Por todo lo indicado, procede la desestimación del recurso de apelación interpuesto y ahora objeto de examen.



CUARTO.- Desestimándose como se desestima el recurso de apelación interpuesto por Ignacio , procede imponer al apelante las costas procesales devengadas en esta apelación, si alguna se acreditase producida dentro de los límites legales previstos para el Juicio por Delito Leve, y ello en virtud de lo previsto en los artículos 239 y siguientes de la Ley de Enjuiciamiento Criminal y del criterio objetivo del vencimiento que rige en la interposición de recursos ( artículo 901 de la Ley de Enjuiciamiento Criminal ).

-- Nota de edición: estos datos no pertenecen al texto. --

use std::io::Write;

use super::{HEADER_SIZE, Header, Message, OPTIONS_TEMPLATE_SET_ID, Set, TEMPLATE_SET_ID, Template, VERSION};
use crate::Error;
use crate::config::WriterConfig;
use crate::set::{encode_data_set, encode_set};
use crate::state::{Budget, Sequencer, State};
use crate::template::{Layout, TemplateCache, count_u16};
use crate::wire::{BytesMut, OnWire};

/// Writes IPFIX messages.
///
/// With [`Writer::write_header`] the caller announces the message length up
/// front and every set is checked against it. [`Writer::write_message`]
/// derives the length from the sets instead.
pub struct Writer<W> {
    inner: W,
    config: WriterConfig,
    sequencer: Sequencer,
    observation_domain_id: u32,
    templates: TemplateCache<Template>,
    buf: BytesMut,
}

impl<W: Write> Writer<W> {
    pub fn new(inner: W) -> Self {
        Self::with_config(inner, WriterConfig::default())
    }

    pub fn with_config(inner: W, config: WriterConfig) -> Self {
        Writer {
            inner,
            config,
            sequencer: Sequencer::default(),
            observation_domain_id: 0,
            templates: TemplateCache::default(),
            buf: BytesMut::with_capacity(1500),
        }
    }

    #[inline]
    pub fn state(&self) -> State {
        self.sequencer.state()
    }

    #[inline]
    pub fn templates(&self) -> &TemplateCache<Template> {
        &self.templates
    }

    /// Write a header, sets totalling `length - 16` bytes must follow.
    pub fn write_header(&mut self, header: &Header) -> Result<(), Error> {
        self.sequencer.expect_packet_header()?;
        if header.version != VERSION {
            return Err(Error::IncompatibleVersion(header.version));
        }
        if (header.length as usize) < HEADER_SIZE {
            return Err(Error::InvalidMessageLength(header.length));
        }

        let mut header = header.clone();
        if self.config.fill_export_time && header.export_time == 0 {
            header.export_time = chrono::Utc::now().timestamp() as u32;
        }

        self.buf.clear();
        header.encode(&mut self.buf)?;
        self.inner.write_all(&self.buf)?;

        self.observation_domain_id = header.observation_domain_id;
        self.sequencer
            .begin_packet(Budget::Bytes(header.length as usize - HEADER_SIZE))
    }

    /// Write one set, padded to 4 bytes. Returns the set length.
    pub fn write_set(&mut self, set: &Set) -> Result<usize, Error> {
        self.sequencer.expect_flow_set()?;

        let layout = match set {
            Set::Data(data) => self.templates.get(self.observation_domain_id, data.id()),
            _ => None,
        };

        self.buf.clear();
        let length = encode(set, layout, self.config.validate_data, &mut self.buf)?;

        self.sequencer.check(length)?;
        self.inner.write_all(&self.buf)?;
        self.sequencer.consume(length)?;

        for template in set.templates() {
            self.templates.learn(self.observation_domain_id, template);
        }

        Ok(length)
    }

    /// Write a whole message, the header length is taken from the sets.
    /// Data sets may use templates announced earlier in the same message.
    pub fn write_message(&mut self, message: &Message) -> Result<usize, Error> {
        self.sequencer.expect_packet_header()?;

        let domain = message.header.observation_domain_id;
        let mut announced: Vec<Template> = Vec::new();
        let mut body = BytesMut::new();
        let mut lengths = Vec::with_capacity(message.sets.len());

        for set in &message.sets {
            let layout = match set {
                Set::Data(data) => announced
                    .iter()
                    .rev()
                    .find(|template| template.id() == data.id())
                    .or_else(|| self.templates.get(domain, data.id())),
                _ => None,
            };

            lengths.push(encode(set, layout, self.config.validate_data, &mut body)?);
            announced.extend(set.templates());
        }

        let header = Header {
            length: count_u16("ipfix message length", HEADER_SIZE + body.len())?,
            ..message.header.clone()
        };
        self.write_header(&header)?;

        self.inner.write_all(&body)?;
        for length in lengths {
            self.sequencer.consume(length)?;
        }

        for template in announced {
            self.templates.learn(domain, template);
        }

        Ok(HEADER_SIZE + body.len())
    }

    pub fn flush(&mut self) -> Result<(), Error> {
        self.inner.flush().map_err(Into::into)
    }

    pub fn into_inner(self) -> W {
        self.inner
    }
}

/// Append `set` to `buf`, data sets are encoded against `layout` when one
/// is known.
fn encode(
    set: &Set,
    layout: Option<&Template>,
    validate_data: bool,
    buf: &mut BytesMut,
) -> Result<usize, Error> {
    match set {
        Set::Templates(templates) => encode_set(TEMPLATE_SET_ID, buf, |buf| templates.encode(buf)),
        Set::OptionsTemplates(templates) => {
            encode_set(OPTIONS_TEMPLATE_SET_ID, buf, |buf| templates.encode(buf))
        }
        Set::Data(data) => {
            if layout.is_none() && validate_data {
                return Err(Error::NoMatchingTemplate(data.id()));
            }

            let layout = layout.map(|template| template as &dyn Layout);
            let record_size = layout.map_or(0, |layout| layout.record_size());
            encode_data_set(data.id(), record_size, buf, |buf| data.encode_body(layout, buf))
        }
        Set::Raw { id, data } => encode_set(*id, buf, |buf| {
            buf.extend_from_slice(data);
            Ok(())
        }),
    }
}

#[cfg(test)]
mod tests {
    use elements::ipfix::*;

    use super::*;
    use crate::data::DataSet;
    use crate::field::FieldSpecifier;
    use crate::template::TemplateRecord;

    fn template() -> TemplateRecord<FieldSpecifier> {
        TemplateRecord::with_fields(
            300,
            vec![
                FieldSpecifier::new(SOURCE_TRANSPORT_PORT, 2),
                FieldSpecifier::new(PROTOCOL_IDENTIFIER, 1),
            ],
        )
        .unwrap()
    }

    #[test]
    fn message_length_is_derived() {
        let mut data = DataSet::new(300).unwrap();
        data.push(53u16).push(17u8);

        let message = Message {
            header: Header {
                // overwritten from the sets
                length: 0,
                export_time: 1,
                ..Default::default()
            },
            sets: vec![Set::Templates(vec![template()]), Set::Data(data)],
        };

        let mut writer = Writer::new(Vec::new());
        let written = writer.write_message(&message).unwrap();
        assert_eq!(writer.state(), State::AwaitingPacketHeader);
        assert!(writer.templates().get(0, 300).is_some());

        // 16 + (4 + 12) + (4 + 3 + 1)
        assert_eq!(written, 40);

        let buf = writer.into_inner();
        assert_eq!(buf.len(), 40);
        assert_eq!(&buf[2..4], &[0, 40]);
        assert_eq!(&buf[4..8], &[0, 0, 0, 1]);
    }

    #[test]
    fn announced_length_is_enforced() {
        let mut writer = Writer::new(Vec::new());
        writer
            .write_header(&Header {
                length: 24,
                ..Default::default()
            })
            .unwrap();

        // 4 + 12 does not fit into 8
        assert!(matches!(
            writer.write_set(&Set::Templates(vec![template()])),
            Err(Error::BudgetExceeded {
                needed: 16,
                remaining: 8
            })
        ));
        assert_eq!(writer.state(), State::AwaitingFlowSet);
    }

    #[test]
    fn data_needs_template() {
        let mut data = DataSet::new(300).unwrap();
        data.push(1u8);

        let message = Message {
            header: Header::default(),
            sets: vec![Set::Data(data)],
        };

        let mut writer = Writer::new(Vec::new());
        assert!(matches!(
            writer.write_message(&message),
            Err(Error::NoMatchingTemplate(300))
        ));
        // nothing was written
        assert!(writer.into_inner().is_empty());
    }
}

Por lo expuesto, esta Audiencia Provincial, decide el siguiente:

Fallo

Que DEBEMOS DESESTIMAR Y DESESTIMAMOS EL RECURSO DE APELACIÓN interpuesto por Ignacio contra la sentencia nº. 116/18 de 31 de Octubre, dictada por la Jueza del Juzgado de Instrucción nº. 1 de Aranda de Duero (Burgos), y confirmar la referida sentencia en todos sus pronunciamientos, con imposición al, apelante de las costas procesales causadas en la presente apelación, si alguna se acreditase devengada, dentro de los límites legales previstos para el juicio por delito leve.

Así por esta sentencia, que es firme por no caber contra ella recurso ordinario alguno, de la que se unirá testimonio literal al Rollo de Apelación y otro a las diligencias de origen para su remisión y cumplimiento al Juzgado de Instrucción de procedencia, que acusará recibo para constancia, se pronuncia, manda y firma.

E/ PUBLICACIÓN.- Leída y publicada fue la anterior sentencia por el Ilmo. Sr. D. Francisco Manuel Marín Ibáñez, Ponente que ha sido en esta causa, habiendo celebrado sesión pública la Sección Primera de la Audiencia Provincial de esta capital en el día de su fecha. Doy fe.